鹿毛康司、モダンエルダーを目指す #04

「マーケターよ、一度でいいから作詞しろ」 無印良品で本当の共創に挑む若き天才

 

自分自身がクリエイターだから、インフルエンサーの気持ちが分かる


鹿毛 篠原さんは、なぜそういう考え方をするようになったんですか。

篠原 私自身が自己発信をする側の人間なので、アンバサダーさんの気持ちが少し分かるからでしょうか。

鹿毛 篠原さんはシンガーとして全国を回ってライブをしているんですよね。

篠原 はい、仕事とは別にバンドのボーカルとしても活動しています。
 
THE LOCAL PINTS / Pale Summer (Official Music Video)
 
THE LOCAL PINTS / Hoppin' On (Official Music Video)

鹿毛 曲も良いし、歌もめっちゃ上手いですよ。オリジナルですよね。

篠原 はい、オリジナルです。先ほどもお伝えしたように自分自身がクリエイターなので、インフルエンサーさんたちの気持ちが少し分かるのかなと思います。企業から変に扱われたり、自分の気持ちを無視して指示されたりすると、搾取されたと感じてしまいます。
  

鹿毛 私も曲作ったりしているから、何となく共鳴してしまいますがオリジナルを生み出すという時は、自分のすべて、例えば魂までも削っている感じですよ。それを他人に、無防備に消費されるのはすごく嫌ですよね。

篠原 はい、すごく嫌ですね。

鹿毛 だから、無印良品で一生懸命に商品をつくっている人の気持ちも分かるし、ファンと一緒につくることを通して、それを使っている人の気持ちも分かるんですね。これが篠原さんの持つ根本的な価値だと思います。
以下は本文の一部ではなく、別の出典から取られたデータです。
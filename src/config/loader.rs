//! Configuration loading functionality.
//!
//! This module provides the [`ConfigLoader`] type for loading restaurant
//! configurations from YAML files.

use std::fs;
use std::path::Path;

use crate::error::{EngineError, EngineResult};
use crate::models::Employee;

use super::types::{EmployeeRoster, RestaurantConfig, RestaurantSettings};

/// Loads and provides access to restaurant configuration.
///
/// The `ConfigLoader` reads YAML configuration files from a directory
/// and provides methods to query settings and the employee roster.
///
/// # Directory Structure
///
/// ```text
/// config/restaurant/
/// ├── restaurant.yaml  # Name, labor goal, closed days, closed-day marker
/// └── employees.yaml   # Employee roster
/// ```
///
/// # Example
///
/// ```no_run
/// use labor_cost_engine::config::ConfigLoader;
///
/// let loader = ConfigLoader::load("./config/restaurant").unwrap();
/// println!("Labor goal: {}%", loader.settings().labor_goal_percentage);
/// for employee in loader.employees() {
///     println!("{} ({:?})", employee.name, employee.pay_type);
/// }
/// ```
#[derive(Debug, Clone)]
pub struct ConfigLoader {
    config: RestaurantConfig,
}

impl ConfigLoader {
    /// Loads configuration from the specified directory.
    ///
    /// # Errors
    ///
    /// - [`EngineError::ConfigNotFound`] if either file is missing
    /// - [`EngineError::ConfigParseError`] if either file is invalid YAML
    /// - [`EngineError::InvalidEmployee`] if a roster entry fails validation
    ///
    /// Settings are not rejected here; a negative labor goal is reported as a
    /// warning when a week is costed.
    pub fn load<P: AsRef<Path>>(path: P) -> EngineResult<Self> {
        let path = path.as_ref();

        let settings = Self::load_yaml::<RestaurantSettings>(&path.join("restaurant.yaml"))?;

        let roster = Self::load_yaml::<EmployeeRoster>(&path.join("employees.yaml"))?;
        for employee in &roster.employees {
            employee.validate()?;
        }

        Ok(Self::from_config(RestaurantConfig::new(settings, roster.employees)))
    }

    /// Wraps an already-built configuration.
    pub fn from_config(config: RestaurantConfig) -> Self {
        Self { config }
    }

    /// Loads and parses a YAML file.
    fn load_yaml<T: serde::de::DeserializeOwned>(path: &Path) -> EngineResult<T> {
        let path_str = path.display().to_string();

        let content = fs::read_to_string(path).map_err(|_| EngineError::ConfigNotFound {
            path: path_str.clone(),
        })?;

        serde_yaml::from_str(&content).map_err(|e| EngineError::ConfigParseError {
            path: path_str,
            message: e.to_string(),
        })
    }

    /// Returns the underlying restaurant configuration.
    pub fn config(&self) -> &RestaurantConfig {
        &self.config
    }

    /// Returns the restaurant settings.
    pub fn settings(&self) -> &RestaurantSettings {
        self.config.settings()
    }

    /// Returns the active employees, in roster order.
    pub fn employees(&self) -> Vec<Employee> {
        self.config
            .employees()
            .iter()
            .filter(|e| e.active)
            .cloned()
            .collect()
    }

    /// Returns every employee, including inactive ones.
    pub fn all_employees(&self) -> &[Employee] {
        self.config.employees()
    }

    /// Gets an employee by id, active or not.
    pub fn get_employee(&self, id: &str) -> Option<&Employee> {
        self.config.employees().iter().find(|e| e.id == id)
    }
}
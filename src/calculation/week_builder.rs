//! Turns the raw shift-text grid into parsed weekly assignments.

use std::collections::{HashMap, HashSet};

use chrono::{NaiveDate, Weekday};
use tracing::{debug, warn};

use super::shift_parser::{parse_shift, try_parse_shift};
use crate::error::EngineError;
use crate::models::{
    CalculationWarning, Employee, ScheduleWeek, ShiftTextEntry, WeekAssignments, WeeklyAssignment,
};

/// Parsed assignments plus the warnings raised while parsing them.
#[derive(Debug, Clone, Default, PartialEq, Eq)]
pub struct WeekBuild {
    /// Parsed shifts for every known employee with at least one entry.
    pub assignments: WeekAssignments,
    /// Malformed-shift and unknown-employee warnings, in input order.
    pub warnings: Vec<CalculationWarning>,
}

/// Parses every shift-text entry for `week` into [`WeekAssignments`].
///
/// - entries dated outside the week are ignored
/// - entries on a closed weekday are ignored
/// - entries for an employee not in `employees` are dropped with an
///   `UNKNOWN_EMPLOYEE` warning, unless the text is blank or the closed marker
/// - malformed text becomes a zero shift with a `MALFORMED_SHIFT` warning
///
/// A later entry for the same `(employee, date)` replaces an earlier one,
/// along with any warning the earlier entry raised.
pub fn build_week_assignments(
    week: &ScheduleWeek,
    entries: &[ShiftTextEntry],
    employees: &[Employee],
    closed_days: &[Weekday],
    closed_day_marker: &str,
) -> WeekBuild {
    let known: HashSet<&str> = employees.iter().map(|e| e.id.as_str()).collect();
    let mut build = WeekBuild::default();
    let mut warnings = CellWarnings::default();

    for entry in entries {
        if !week.contains_date(entry.date) {
            debug!(
                employee_id = %entry.employee_id,
                date = %entry.date,
                "Ignoring shift outside the schedule week"
            );
            continue;
        }
        if ScheduleWeek::is_closed(entry.date, closed_days) {
            debug!(date = %entry.date, "Ignoring shift on closed day");
            continue;
        }

        let cell = (entry.employee_id.as_str(), entry.date);
        warnings.clear(cell);

        if !known.contains(entry.employee_id.as_str()) {
            let is_blank = try_parse_shift(&entry.text, closed_day_marker)
                .is_ok_and(|shift| !shift.is_worked());
            if !is_blank {
                let err = EngineError::UnknownEmployee {
                    employee_id: entry.employee_id.clone(),
                    date: entry.date,
                };
                warn!(error = %err, "Skipping shift for unknown employee");
                warnings.push(cell, CalculationWarning::from_error(&err));
            }
            continue;
        }

        let parsed = parse_shift(&entry.text, closed_day_marker);
        if let Some(warning) = parsed.warning {
            warnings.push(cell, warning);
        }
        build
            .assignments
            .entry(entry.employee_id.clone())
            .or_insert_with(|| WeeklyAssignment::new(entry.employee_id.clone()))
            .insert(entry.date, parsed.shift);
    }

    build.warnings = warnings.into_vec();
    build
}

/// Warnings in input order, at most one live warning per grid cell.
#[derive(Default)]
struct CellWarnings<'a> {
    slots: Vec<Option<CalculationWarning>>,
    by_cell: HashMap<(&'a str, NaiveDate), usize>,
}

impl<'a> CellWarnings<'a> {
    fn clear(&mut self, cell: (&'a str, NaiveDate)) {
        if let Some(index) = self.by_cell.remove(&cell) {
            self.slots[index] = None;
        }
    }

    fn push(&mut self, cell: (&'a str, NaiveDate), warning: CalculationWarning) {
        self.by_cell.insert(cell, self.slots.len());
        self.slots.push(Some(warning));
    }

    fn into_vec(self) -> Vec<CalculationWarning> {
        self.slots.into_iter().flatten().collect()
    }
}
マーケティングの仕事をしている人の中には、生身のお客さまが忘れられていて、何だかかっこよい消費者の括りをして満足している人もいます。ところが篠原さんはリアルの場でライブ活動をしているからだと思うけれど、目の前にいるお客さんの顔がとても見えている。「何歳でどこに住んでいる人で、年収はどれくらいで、性格や生活がコレコレで」って生なましくお話されます。

篠原 そうですね。音楽家としての経験は、いまの仕事にも確実につながっていると思います。社内では「憑依する」という言葉をよく使っているのですが、自分自身がペルソナになりきって考えるということに常に取り組んでいます。

そもそもボーカルとして歌詞や曲を書くときに、いつもそれを実践しているんですよね。そのために、身近にペルソナに近い存在がいればその人に話を聞き、いなければSNSで近い人を見つけ、その人の投稿を追いかけて、どのようなことを考えているのかを追求しています。
  
  
良品計画の全社集会の後の懇親会にて、THE LOCAL PINTSのボーカルとしてゲストで呼んでもらえたときの様子

鹿毛 マーケターには、一度でいいからお客さまになりきって作詞をしてほしいと言いたい(笑)。

篠原 お客さまになったつもりで日記が書けるようになったら、「憑依した」と言えると思いますね。